La creciente demanda de chips para entrenamiento y operación de grandes modelos de aprendizaje profundo ha impulsado el valor bursátil de Nvidia a cifras gigantescas, haciendo que la empresa se ubique entre las más valiosas del mundo. Al mismo tiempo, su tecnología se ha convertido en un elemento clave en las rivalidades geopolíticas actuales, especialmente entre Estados Unidos y China en la carrera por la supremacía de la inteligencia artificial.
En los últimos años, el gobierno de Estados Unidos introdujo controles más estrictos a la exportación de chips avanzados de IA, limitando la venta de las GPUs más potentes de Nvidia al mercado chino. Esta política buscaba reducir la capacidad de países competidores de acceder a tecnología que también puede ser usada con fines militares o estratégicos. No obstante, en 2025, la administración estadounidense decidió relajar parcialmente esas barreras, permitiendo la exportación de algunos modelos de chips de alto rendimiento a China bajo condiciones específicas, lo que representa un giro en la postura anterior de restricciones más severas.

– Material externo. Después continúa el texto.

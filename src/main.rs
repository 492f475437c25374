mod balance;
mod config;
mod cycle;
mod http;
mod llm;
mod metrics;
mod models;
mod normalize;
mod notify;
mod photo_service;
mod photos;
mod pipeline;
mod scraper;
mod security;
mod store;

use axum::{
    Json, Router,
    body::Bytes,
    extract::{Query, State},
    middleware,
    routing::{get, post},
};
use balance::{BalanceGate, GateState, RESUME_PATH, resume_action};
use config::AppConfig;
use cycle::{CycleRunner, CycleTrigger};
use eyre::WrapErr;
use llm::{ChatClient, DescriptionGenerator};
use notify::{Notifier, TelegramNotifier};
use photo_service::{PhotoProvider, PhotoServiceClient};
use pipeline::{Pipeline, PipelineConfig};
use scraper::ScraperClient;
use security::{ResumeRejection, WebhookAuth, check_resume_token, require_webhook_signature};
use serde::Deserialize;
use serde_json::{Value, json};
use std::{net::SocketAddr, sync::Arc};
use store::SupabaseClient;
use tower_http::{
    cors::{Any, CorsLayer},
    trace::TraceLayer,
};
use tracing::{error, info};
use tracing_subscriber::{EnvFilter, fmt};

const SERVICE_NAME: &str = "listing-reconciler";

#[tokio::main]
async fn main() -> eyre::Result<()> {
    dotenvy::dotenv().ok();
    init_tracing();
    if let Err(err) = run().await {
        error!(target = "reconciler.api", "server crashed: {err:#}");
        return Err(err);
    }
    Ok(())
}

async fn run() -> eyre::Result<()> {
    let config = AppConfig::from_env()?;

    let notifier: Arc<dyn Notifier> = Arc::new(TelegramNotifier::new(config.telegram.clone()));
    let gate = Arc::new(BalanceGate::new(resume_action(
        config.public_base_url.as_deref(),
        config.resume_token.as_deref(),
    )));
    let photos = config
        .photo_service
        .clone()
        .map(|photo_config| Arc::new(PhotoServiceClient::new(photo_config)) as Arc<dyn PhotoProvider>);
    let describer = DescriptionGenerator::new(
        config.llm.clone().map(ChatClient::new),
        config.prompt_path.clone(),
    );
    let pipeline = Pipeline::new(
        Arc::new(SupabaseClient::new(config.supabase.clone())),
        Arc::new(ScraperClient::new(config.scraper_endpoint.clone())),
        notifier,
        gate,
        PipelineConfig {
            agent_id: config.agent_id,
        },
    )
    .with_photos(photos)
    .with_describer(describer);

    let runner = Arc::new(CycleRunner::new(pipeline));
    let state = AppState {
        runner: runner.clone(),
        resume_token: config.resume_token.clone().map(Arc::from),
    };
    let app = router(state, WebhookAuth::new(config.webhook_secret.clone()));

    let addr: SocketAddr = ([0, 0, 0, 0], config.port).into();
    let listener = tokio::net::TcpListener::bind(addr)
        .await
        .wrap_err_with(|| format!("failed to bind {addr}"))?;
    info!(target = "reconciler.api", "listening on {addr}");

    let startup = runner.clone();
    tokio::spawn(async move {
        startup.trigger(CycleTrigger::Startup).await;
    });
    let _ticker = cycle::spawn_interval(runner, config.check_interval);

    axum::serve(listener, app.into_make_service()).await?;
    Ok(())
}

#[derive(Clone)]
struct AppState {
    runner: Arc<CycleRunner>,
    resume_token: Option<Arc<str>>,
}

fn router(state: AppState, webhook_auth: WebhookAuth) -> Router {
    let cors = CorsLayer::new()
        .allow_headers(Any)
        .allow_methods(Any)
        .allow_origin(Any);

    let webhook = Router::new()
        .route("/webhook", post(handle_webhook))
        .route_layer(middleware::from_fn_with_state(
            webhook_auth,
            require_webhook_signature,
        ));

    Router::new()
        .route("/health", get(health))
        .route(RESUME_PATH, get(resume))
        .merge(webhook)
        .with_state(state)
        .layer(cors)
        .layer(TraceLayer::new_for_http())
}

async fn health(State(state): State<AppState>) -> Json<Value> {
    metrics::inc_requests("health");
    let status = if state.runner.is_running() {
        "busy"
    } else {
        "idle"
    };
    Json(json!({
        "status": status,
        "service": SERVICE_NAME,
    }))
}

async fn handle_webhook(State(state): State<AppState>, body: Bytes) -> Json<Value> {
    metrics::inc_requests("webhook");
    let owner_id = serde_json::from_slice::<Value>(&body)
        .ok()
        .and_then(|payload| payload.get("owner_id").filter(|id| !id.is_null()).cloned())
        .map(|id| match id {
            Value::String(text) => text,
            other => other.to_string(),
        });
    info!(target = "reconciler.api", owner_id = ?owner_id, "webhook_received");
    state
        .runner
        .pipeline()
        .notifier()
        .log(&format!(
            "Webhook triggered ({})",
            notify::escape_html(owner_id.as_deref().unwrap_or("owner unknown"))
        ))
        .await;

    let runner = state.runner.clone();
    tokio::spawn(async move {
        runner.trigger(CycleTrigger::Webhook).await;
    });
    Json(json!({ "status": "scheduled" }))
}

#[derive(Debug, Deserialize)]
struct ResumeQuery {
    token: Option<String>,
}

async fn resume(
    State(state): State<AppState>,
    Query(query): Query<ResumeQuery>,
) -> Result<Json<Value>, ResumeRejection> {
    metrics::inc_requests("balance_resume");
    check_resume_token(state.resume_token.as_deref(), query.token.as_deref())?;
    let pipeline = state.runner.pipeline();
    let previous = pipeline.gate().manual_resume(pipeline.notifier()).await;
    Ok(Json(json!({
        "status": "resumed",
        "was_paused": previous == GateState::Paused,
    })))
}

fn init_tracing() {
    let filter = EnvFilter::try_from_default_env()
        .unwrap_or_else(|_| EnvFilter::new("info,tower_http=debug"));
    let _ = fmt().with_env_filter(filter).try_init();
}
use tracing::trace;

// Trace-level counters; a scraper can turn these into metrics without extra deps.

pub fn inc_requests(route: &'static str) {
    trace!(
        target = "reconciler.metrics",
        route = route,
        "requests_total_inc"
    );
}

pub fn stage_elapsed(stage: &'static str, elapsed_ms: u128) {
    trace!(
        target = "reconciler.metrics",
        stage = stage,
        elapsed_ms = elapsed_ms as u64,
        "stage_elapsed"
    );
}

pub fn cycle_finished(total: usize, processed: usize, failed: usize, elapsed_ms: u128) {
    trace!(
        target = "reconciler.metrics",
        total = total,
        processed = processed,
        failed = failed,
        elapsed_ms = elapsed_ms as u64,
        "cycle_finished"
    );
}
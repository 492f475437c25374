use reqwest::Client;
use std::time::Duration;

/// Shared HTTP client for every outbound adapter.
///
/// Timeouts stay at the transport default unless explicitly configured.
pub fn build_client() -> Client {
    let mut builder = Client::builder();
    if let Some(timeout) = env_secs("HTTP_TIMEOUT_SECS") {
        builder = builder.timeout(Duration::from_secs(timeout));
    }
    if let Some(connect) = env_secs("HTTP_CONNECT_TIMEOUT_SECS") {
        builder = builder.connect_timeout(Duration::from_secs(connect));
    }
    builder.build().unwrap_or_else(|_| Client::new())
}

fn env_secs(key: &str) -> Option<u64> {
    std::env::var(key)
        .ok()
        .and_then(|v| v.trim().parse::<u64>().ok())
        .filter(|v| *v > 0)
}
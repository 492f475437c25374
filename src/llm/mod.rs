pub mod client;
pub mod description;

pub use client::{ChatClient, LlmConfig};
pub use description::DescriptionGenerator;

Frente a estas dinámicas, China ha intensificado sus esfuerzos para desarrollar una industria de semiconductores de inteligencia artificial más autónoma, apoyando a varias empresas locales que buscan competir en el mercado de chips de IA. Entre estas compañías destacan: Cambricon Technologies, una firma centrada en diseñar aceleradores de IA y chips que puedan servir tanto para entrenamiento como para inferencia, con el objetivo de reducir la dependencia de tecnología extranjera.
MetaX Integrated Circuits, un competidor emergente que desarrolla GPUs y aceleradores de IA diseñados para cargas de trabajo de aprendizaje profundo. Moore Threads, creada por exejecutivos del sector, que trabaja en GPUs de alto rendimiento orientadas a IA y cómputo intensivo. Biren Technology, otro diseñador de aceleradores tipo GPU con ambiciones de mercado y presencia creciente.
Kunlunxin, la división de chips de IA de una de las grandes tecnológicas chinas, enfocada en hardware para servidores e infraestructura de IA. Enflame Technology, que desarrolla aceleradores y soluciones de IA para centros de datos. Iluvatar CoreX, que también produce chips con arquitectura paralela y diseños pensados para cargas de IA específicas. Estas empresas chinas están ganando terreno en segmentos específicos del mercado de inteligencia artificial, especialmente dentro de China, donde cuentan con un entorno favorable de apoyo estatal.
Aunque muchas todavía enfrentan desafíos para igualar completamente el rendimiento y la adopción global de Nvidia, su crecimiento y ambición representan una competencia significativa que podría transformar el mapa competitivo de los chips de IA en los próximos años.